▸ **Work task**
If a line in the records contains the string "codestash", show that line.

= Beginning of Section =

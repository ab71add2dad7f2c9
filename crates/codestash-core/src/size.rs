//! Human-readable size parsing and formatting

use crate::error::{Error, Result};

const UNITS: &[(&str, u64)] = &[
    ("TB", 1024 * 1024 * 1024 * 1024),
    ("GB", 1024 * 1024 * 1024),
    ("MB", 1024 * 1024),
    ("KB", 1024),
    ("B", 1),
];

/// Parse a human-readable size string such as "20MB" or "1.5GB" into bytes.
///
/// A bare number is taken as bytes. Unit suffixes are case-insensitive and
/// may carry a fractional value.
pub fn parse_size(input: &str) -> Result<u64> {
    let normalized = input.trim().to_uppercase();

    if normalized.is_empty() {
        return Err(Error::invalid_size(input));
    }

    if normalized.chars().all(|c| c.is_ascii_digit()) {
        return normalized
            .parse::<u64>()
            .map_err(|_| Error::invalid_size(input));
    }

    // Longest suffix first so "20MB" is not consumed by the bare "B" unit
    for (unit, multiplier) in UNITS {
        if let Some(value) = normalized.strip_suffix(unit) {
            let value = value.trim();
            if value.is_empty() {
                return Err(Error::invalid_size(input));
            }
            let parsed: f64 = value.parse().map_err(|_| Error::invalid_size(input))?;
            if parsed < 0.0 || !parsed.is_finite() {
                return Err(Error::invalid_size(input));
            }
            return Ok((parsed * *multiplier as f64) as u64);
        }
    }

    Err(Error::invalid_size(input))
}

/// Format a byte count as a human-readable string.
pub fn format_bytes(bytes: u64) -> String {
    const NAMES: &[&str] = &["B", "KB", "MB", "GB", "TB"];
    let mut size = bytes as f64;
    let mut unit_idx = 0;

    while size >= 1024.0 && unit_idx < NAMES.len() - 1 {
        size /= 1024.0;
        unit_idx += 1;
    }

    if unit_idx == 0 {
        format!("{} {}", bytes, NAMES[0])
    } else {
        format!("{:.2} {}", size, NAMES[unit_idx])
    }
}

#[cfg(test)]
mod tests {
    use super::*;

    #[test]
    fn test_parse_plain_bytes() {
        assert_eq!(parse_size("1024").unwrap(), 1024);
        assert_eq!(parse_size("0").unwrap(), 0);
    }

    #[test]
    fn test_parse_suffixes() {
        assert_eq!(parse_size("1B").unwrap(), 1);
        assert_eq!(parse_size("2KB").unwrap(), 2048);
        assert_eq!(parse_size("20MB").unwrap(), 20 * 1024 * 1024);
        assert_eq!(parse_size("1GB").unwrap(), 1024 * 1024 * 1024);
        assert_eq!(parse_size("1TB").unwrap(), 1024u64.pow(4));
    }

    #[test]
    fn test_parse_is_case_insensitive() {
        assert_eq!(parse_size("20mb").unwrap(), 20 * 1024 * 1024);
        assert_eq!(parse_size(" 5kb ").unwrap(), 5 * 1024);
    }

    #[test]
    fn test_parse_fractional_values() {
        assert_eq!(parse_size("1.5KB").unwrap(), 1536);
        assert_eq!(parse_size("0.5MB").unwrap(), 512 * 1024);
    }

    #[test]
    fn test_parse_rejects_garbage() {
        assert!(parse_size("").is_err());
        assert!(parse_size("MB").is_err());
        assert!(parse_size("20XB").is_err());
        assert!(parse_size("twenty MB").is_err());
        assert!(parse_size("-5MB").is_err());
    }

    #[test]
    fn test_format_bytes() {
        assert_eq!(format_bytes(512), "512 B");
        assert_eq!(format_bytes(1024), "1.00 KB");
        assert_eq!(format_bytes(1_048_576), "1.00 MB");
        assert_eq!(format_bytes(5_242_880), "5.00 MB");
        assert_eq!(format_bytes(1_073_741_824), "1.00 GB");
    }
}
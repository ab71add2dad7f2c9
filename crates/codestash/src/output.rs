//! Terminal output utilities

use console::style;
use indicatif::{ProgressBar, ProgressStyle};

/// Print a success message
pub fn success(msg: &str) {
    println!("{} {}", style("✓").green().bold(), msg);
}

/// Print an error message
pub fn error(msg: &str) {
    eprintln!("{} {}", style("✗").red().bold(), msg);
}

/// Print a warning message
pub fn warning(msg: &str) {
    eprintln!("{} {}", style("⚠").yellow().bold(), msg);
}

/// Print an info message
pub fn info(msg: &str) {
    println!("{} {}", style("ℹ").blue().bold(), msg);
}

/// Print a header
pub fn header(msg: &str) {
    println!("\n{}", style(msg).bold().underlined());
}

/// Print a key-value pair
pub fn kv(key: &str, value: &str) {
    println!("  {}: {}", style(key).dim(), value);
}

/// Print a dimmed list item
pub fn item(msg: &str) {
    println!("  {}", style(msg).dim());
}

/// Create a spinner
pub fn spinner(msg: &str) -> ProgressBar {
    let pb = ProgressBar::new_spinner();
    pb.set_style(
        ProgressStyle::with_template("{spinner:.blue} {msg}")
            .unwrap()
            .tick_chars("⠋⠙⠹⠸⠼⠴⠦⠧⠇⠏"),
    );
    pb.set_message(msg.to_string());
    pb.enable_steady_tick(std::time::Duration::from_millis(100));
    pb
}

= End of Section =

▸ **Written response**
filename crates/codestash-core/src/size.rs
filename crates/codestash/src/output.rs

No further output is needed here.